Monitoring Stem Cell Therapy in Vivo Using Magnetodendrimers as a New Class of Cellular MR Contrast Agents

Abstract

Human embryonic stem (ES) and germ (EG) cells have been isolated and can now be propagated indefinitely in culture (1,2). They can be differentiated into most, if not all cell types, and offer unprecedented therapeutic potential to replace or substitute defunct endogenous cell populations. In order to track the biodistribution of transplanted cells in animals, including their migration in vivo, cells can be given a tag before grafting. These tags currently include fluorescent labels, thymidine analogues, and transfected reporter genes (e.g. LacZ or GFP), which can be visualized using (immuno)histochemical procedures following tissue removal at a particular given time point. The clinical use of progenitor and stem cells in humans, however, will require a technique that can monitor their fate non-invasively and repeatedly, in order to take a momentary “snapshot” assessment of the cellular biodistribution at a particular given time point.
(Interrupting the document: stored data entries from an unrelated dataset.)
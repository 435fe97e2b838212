//! DNS message parsing and construction.
//!
//! Only the pieces the filter and the authoritative responder need are
//! decoded: the header, the first question and the owner names of the
//! answer section. Every length read from the wire is checked against the
//! buffer before it is used.

use std::borrow::Cow;
use std::net::Ipv4Addr;

use thiserror::Error;

pub const HEADER_LEN: usize = 12;

/// RFC 1035 limit on the wire length of a name.
const MAX_NAME_LEN: usize = 255;
const MAX_POINTER_HOPS: usize = 16;
const ANSWER_TTL: u32 = 3600;

pub const TYPE_A: u16 = 1;
pub const CLASS_IN: u16 = 1;

const FLAG_QR: u16 = 0x8000;
const FLAGS_QUERY: u16 = 0x0100; // Standard query, recursion desired
const FLAGS_RESPONSE: u16 = 0x8180; // Standard response, no error
const FLAGS_NXDOMAIN: u16 = 0x8183;

/// Reasons a DNS message could not be decoded.
#[derive(Debug, Clone, Copy, PartialEq, Eq, Error)]
pub enum DecodeError {
    #[error("message truncated at offset {offset}")]
    Truncated { offset: usize },

    #[error("message carries no question")]
    NoQuestion,

    #[error("unsupported label type 0x{byte:02x} at offset {offset}")]
    UnsupportedLabel { byte: u8, offset: usize },

    #[error("non-ASCII label at offset {offset}")]
    InvalidLabel { offset: usize },

    #[error("invalid compression pointer at offset {offset}")]
    BadPointer { offset: usize },

    #[error("name exceeds 255 octets")]
    NameTooLong,
}

/// A parsed DNS query (first question only).
#[derive(Debug, Clone, PartialEq, Eq)]
pub struct DnsQuery {
    pub id: u16,
    pub flags: u16,
    /// Dotted name without the trailing dot; the root name is empty.
    pub name: String,
    pub qtype: u16,
    pub qclass: u16,
    /// Offset of the first byte after the question.
    pub question_end: usize,
}

impl DnsQuery {
    /// Parse the header and first question of a DNS message.
    ///
    /// Compression pointers are rejected in the question name: a query
    /// has nothing earlier in the message to point at.
    pub fn parse(data: &[u8]) -> Result<Self, DecodeError> {
        let id = read_u16(data, 0)?;
        let flags = read_u16(data, 2)?;
        let qdcount = read_u16(data, 4)?;
        if data.len() < HEADER_LEN {
            return Err(DecodeError::Truncated { offset: data.len() });
        }
        if qdcount == 0 {
            return Err(DecodeError::NoQuestion);
        }

        let (name, pos) = read_name(data, HEADER_LEN, false)?;
        let qtype = read_u16(data, pos)?;
        let qclass = read_u16(data, pos + 2)?;

        Ok(Self {
            id,
            flags,
            name,
            qtype,
            qclass,
            question_end: pos + 4,
        })
    }

    /// Whether the QR bit marks this message as a response.
    pub fn is_response(&self) -> bool {
        self.flags & FLAG_QR != 0
    }

    /// The raw question section of `message`, the buffer this query was parsed from.
    pub fn question_bytes<'a>(&self, message: &'a [u8]) -> &'a [u8] {
        message.get(HEADER_LEN..self.question_end).unwrap_or(&[])
    }
}

/// Read the header flags without decoding anything else.
pub fn peek_flags(data: &[u8]) -> Option<u16> {
    if data.len() < HEADER_LEN {
        return None;
    }
    Some(u16::from_be_bytes([data[2], data[3]]))
}

/// Whether the flags word carries the QR (response) bit.
pub fn is_response_flags(flags: u16) -> bool {
    flags & FLAG_QR != 0
}

/// An answer-section resource record, reduced to its owner name.
#[derive(Debug, Clone, PartialEq, Eq)]
pub struct DnsAnswerRecord {
    pub name: String,
}

/// Offset of the answer section, found by walking the question section's
/// layout only.
///
/// Label contents are not inspected, so a question that `DnsQuery::parse`
/// would reject still yields the answers behind it. Only a question that
/// runs past the buffer (or uses a reserved label type) is an error.
pub fn answers_start(data: &[u8]) -> Result<usize, DecodeError> {
    let qdcount = read_u16(data, 4)?;
    if data.len() < HEADER_LEN {
        return Err(DecodeError::Truncated { offset: data.len() });
    }

    let mut pos = HEADER_LEN;
    for _ in 0..qdcount {
        pos = skip_name(data, pos)? + 4;
        if pos > data.len() {
            return Err(DecodeError::Truncated { offset: data.len() });
        }
    }
    Ok(pos)
}

/// Offset just past the name at `pos`, without decoding it.
fn skip_name(data: &[u8], mut pos: usize) -> Result<usize, DecodeError> {
    loop {
        let len = *data.get(pos).ok_or(DecodeError::Truncated { offset: pos })?;
        match len & 0xC0 {
            0x00 if len == 0 => return Ok(pos + 1),
            0x00 => pos += 1 + len as usize,
            0xC0 => return Ok(pos + 2),
            _ => return Err(DecodeError::UnsupportedLabel { byte: len, offset: pos }),
        }
    }
}

/// Lazily decode the owner names of the answer section.
///
/// `question_end` is the offset where the answer section starts. The
/// iterator yields at most ANCOUNT records and stops quietly at the first
/// malformed one. Compression pointers are followed.
pub fn decode_answers(data: &[u8], question_end: usize) -> Answers<'_> {
    let remaining = read_u16(data, 6).unwrap_or(0);
    Answers {
        data,
        pos: question_end,
        remaining,
    }
}

/// Iterator returned by [`decode_answers`].
pub struct Answers<'a> {
    data: &'a [u8],
    pos: usize,
    remaining: u16,
}

impl Iterator for Answers<'_> {
    type Item = DnsAnswerRecord;

    fn next(&mut self) -> Option<DnsAnswerRecord> {
        if self.remaining == 0 {
            return None;
        }
        self.remaining -= 1;

        match skip_record(self.data, self.pos) {
            Ok((name, next)) => {
                self.pos = next;
                Some(DnsAnswerRecord { name })
            }
            Err(_) => {
                self.remaining = 0;
                None
            }
        }
    }

    fn size_hint(&self) -> (usize, Option<usize>) {
        (0, Some(self.remaining as usize))
    }
}

/// Read one resource record's owner name and return the offset past its rdata.
fn skip_record(data: &[u8], pos: usize) -> Result<(String, usize), DecodeError> {
    let (name, pos) = read_name(data, pos, true)?;
    // TYPE (2) + CLASS (2) + TTL (4), then RDLENGTH
    let rdlength = read_u16(data, pos + 8)? as usize;
    let end = pos + 10 + rdlength;
    if end > data.len() {
        return Err(DecodeError::Truncated { offset: data.len() });
    }
    Ok((name, end))
}

/// Decode a name starting at `start`, returning it with the offset just past
/// its encoding in the message.
///
/// Pointers must point strictly backwards and are limited in number, so a
/// crafted message cannot make this loop forever.
fn read_name(
    data: &[u8],
    start: usize,
    follow_pointers: bool,
) -> Result<(String, usize), DecodeError> {
    let mut name = String::new();
    let mut pos = start;
    let mut end = None;
    let mut hops = 0;

    loop {
        let len = *data.get(pos).ok_or(DecodeError::Truncated { offset: pos })?;

        match len & 0xC0 {
            0x00 if len == 0 => return Ok((name, end.unwrap_or(pos + 1))),
            0x00 => {
                let label_start = pos + 1;
                let label_end = label_start + len as usize;
                let label = data
                    .get(label_start..label_end)
                    .ok_or(DecodeError::Truncated { offset: data.len() })?;
                push_label(&mut name, label, label_start)?;
                pos = label_end;
            }
            0xC0 if follow_pointers => {
                let low = *data.get(pos + 1).ok_or(DecodeError::Truncated { offset: pos + 1 })?;
                let target = ((len as usize & 0x3F) << 8) | low as usize;
                hops += 1;
                if hops > MAX_POINTER_HOPS || target >= pos {
                    return Err(DecodeError::BadPointer { offset: pos });
                }
                end.get_or_insert(pos + 2);
                pos = target;
            }
            _ => return Err(DecodeError::UnsupportedLabel { byte: len, offset: pos }),
        }
    }
}

fn push_label(name: &mut String, label: &[u8], offset: usize) -> Result<(), DecodeError> {
    if !label.is_ascii() {
        return Err(DecodeError::InvalidLabel { offset });
    }
    // Each dot stands in for the next label's length octet, so the wire
    // length is the dotted length plus the first length octet and the root.
    let dotted = if name.is_empty() {
        label.len()
    } else {
        name.len() + 1 + label.len()
    };
    if dotted + 2 > MAX_NAME_LEN {
        return Err(DecodeError::NameTooLong);
    }
    if !name.is_empty() {
        name.push('.');
    }
    name.extend(label.iter().map(|&b| b as char));
    Ok(())
}

fn read_u16(data: &[u8], pos: usize) -> Result<u16, DecodeError> {
    match data.get(pos..pos + 2) {
        Some(bytes) => Ok(u16::from_be_bytes([bytes[0], bytes[1]])),
        None => Err(DecodeError::Truncated { offset: data.len() }),
    }
}

/// A DNS response echoing a single question.
#[derive(Debug, Clone)]
pub struct DnsResponse<'a> {
    pub id: u16,
    pub flags: u16,
    /// Raw question section, copied verbatim into the response.
    pub question: &'a [u8],
    pub answers: Vec<DnsRecord>,
}

/// A resource record owned by the question name.
#[derive(Debug, Clone)]
pub struct DnsRecord {
    pub rtype: u16,
    pub class: u16,
    pub ttl: u32,
    pub rdata: Vec<u8>,
}

impl<'a> DnsResponse<'a> {
    /// An authoritative-style answer mapping the question name to `ip`.
    pub fn address(id: u16, question: &'a [u8], ip: Ipv4Addr) -> Self {
        Self {
            id,
            flags: FLAGS_RESPONSE,
            question,
            answers: vec![DnsRecord {
                rtype: TYPE_A,
                class: CLASS_IN,
                ttl: ANSWER_TTL,
                rdata: ip.octets().to_vec(),
            }],
        }
    }

    /// A name error response with no answers.
    pub fn nxdomain(id: u16, question: &'a [u8]) -> Self {
        Self {
            id,
            flags: FLAGS_NXDOMAIN,
            question,
            answers: Vec::new(),
        }
    }

    /// Encode the response to wire format bytes.
    pub fn to_bytes(&self) -> Vec<u8> {
        let mut data = Vec::with_capacity(HEADER_LEN + self.question.len() + 16 * self.answers.len());

        write_header(&mut data, self.id, self.flags, 1, self.answers.len() as u16);
        data.extend_from_slice(self.question);

        for a in &self.answers {
            data.extend_from_slice(&[0xC0, 0x0C]); // Pointer to the question name
            data.extend_from_slice(&a.rtype.to_be_bytes());
            data.extend_from_slice(&a.class.to_be_bytes());
            data.extend_from_slice(&a.ttl.to_be_bytes());
            data.extend_from_slice(&(a.rdata.len() as u16).to_be_bytes());
            data.extend_from_slice(&a.rdata);
        }

        data
    }
}

/// Encode a single A/IN answer for the echoed question.
pub fn encode_response(id: u16, question: &[u8], ip: Ipv4Addr) -> Vec<u8> {
    DnsResponse::address(id, question, ip).to_bytes()
}

/// Encode an NXDOMAIN response for the echoed question.
pub fn encode_nxdomain(id: u16, question: &[u8]) -> Vec<u8> {
    DnsResponse::nxdomain(id, question).to_bytes()
}

/// Encode a standard recursive query for `name`.
///
/// A trailing dot is accepted and ignored. Labels longer than 63 bytes are
/// not representable and must not be passed.
pub fn encode_query(id: u16, name: &str, qtype: u16, qclass: u16) -> Vec<u8> {
    let mut data = Vec::with_capacity(HEADER_LEN + name.len() + 6);
    write_header(&mut data, id, FLAGS_QUERY, 1, 0);
    encode_name(&mut data, name);
    data.extend_from_slice(&qtype.to_be_bytes());
    data.extend_from_slice(&qclass.to_be_bytes());
    data
}

fn write_header(data: &mut Vec<u8>, id: u16, flags: u16, qdcount: u16, ancount: u16) {
    data.extend_from_slice(&id.to_be_bytes());
    data.extend_from_slice(&flags.to_be_bytes());
    data.extend_from_slice(&qdcount.to_be_bytes());
    data.extend_from_slice(&ancount.to_be_bytes());
    data.extend_from_slice(&[0x00, 0x00]); // NSCOUNT
    data.extend_from_slice(&[0x00, 0x00]); // ARCOUNT
}

fn encode_name(buf: &mut Vec<u8>, name: &str) {
    for label in name.split('.').filter(|label| !label.is_empty()) {
        buf.push(label.len() as u8);
        buf.extend_from_slice(label.as_bytes());
    }
    buf.push(0);
}

/// Canonical mnemonic for a query type, if it has a common one.
pub fn type_name(qtype: u16) -> Option<&'static str> {
    let name = match qtype {
        1 => "A",
        2 => "NS",
        5 => "CNAME",
        6 => "SOA",
        12 => "PTR",
        15 => "MX",
        16 => "TXT",
        28 => "AAAA",
        33 => "SRV",
        35 => "NAPTR",
        43 => "DS",
        46 => "RRSIG",
        48 => "DNSKEY",
        64 => "SVCB",
        65 => "HTTPS",
        255 => "ANY",
        257 => "CAA",
        _ => return None,
    };
    Some(name)
}

/// Human-oriented description used in logs and by the `qtype_desc` rule field.
pub fn type_description(qtype: u16) -> Cow<'static, str> {
    match qtype {
        1 => Cow::Borrowed("IPv4"),
        28 => Cow::Borrowed("IPv6"),
        2 => Cow::Borrowed("NS"),
        5 => Cow::Borrowed("CNAME"),
        15 => Cow::Borrowed("MX"),
        16 => Cow::Borrowed("TXT"),
        other => Cow::Owned(format!("type:{other}")),
    }
}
As a result, magnetic resonance (MR) tracking of magnetically labeled stem and progenitor cells is now emerging as a new technology (3,4). A further implementation of this potentially powerful technique will greatly benefit from the availability of magnetic probes that can render cells highly magnetic during their normal expansion in culture (5). We present here magnetodendrimers (MD-100) as a new class of magnetic probes that can achieve a high degree of intracellular magnetic labeling for virtually any cell type, including human mesenchymal and neural stem cells (NSCs). Our rationale to use dendrimers as the iron oxide-associated polymer is based upon its reported high efficiency to shuttle other macromolecules such as oligonucleotides across cell membranes (7). Analogous to the use of dendrimers as transfection agents (including the commercially available agents SuperfectTM and PolyfectTM), a key feature of magnetodendrimers is its universal applicability for the magnetic labeling of cells, that is, the cellular uptake is non-specific and not dependent on binding to membrane receptors. Using a rat brain transplantation model, we show here that NSC-derived, MD100-labeled oligodendroglial progenitors can be readily detected in vivo following transplantation, with an excellent correlation between the obtained MR contrast and staining for (LacZ) transfected -galactosidase.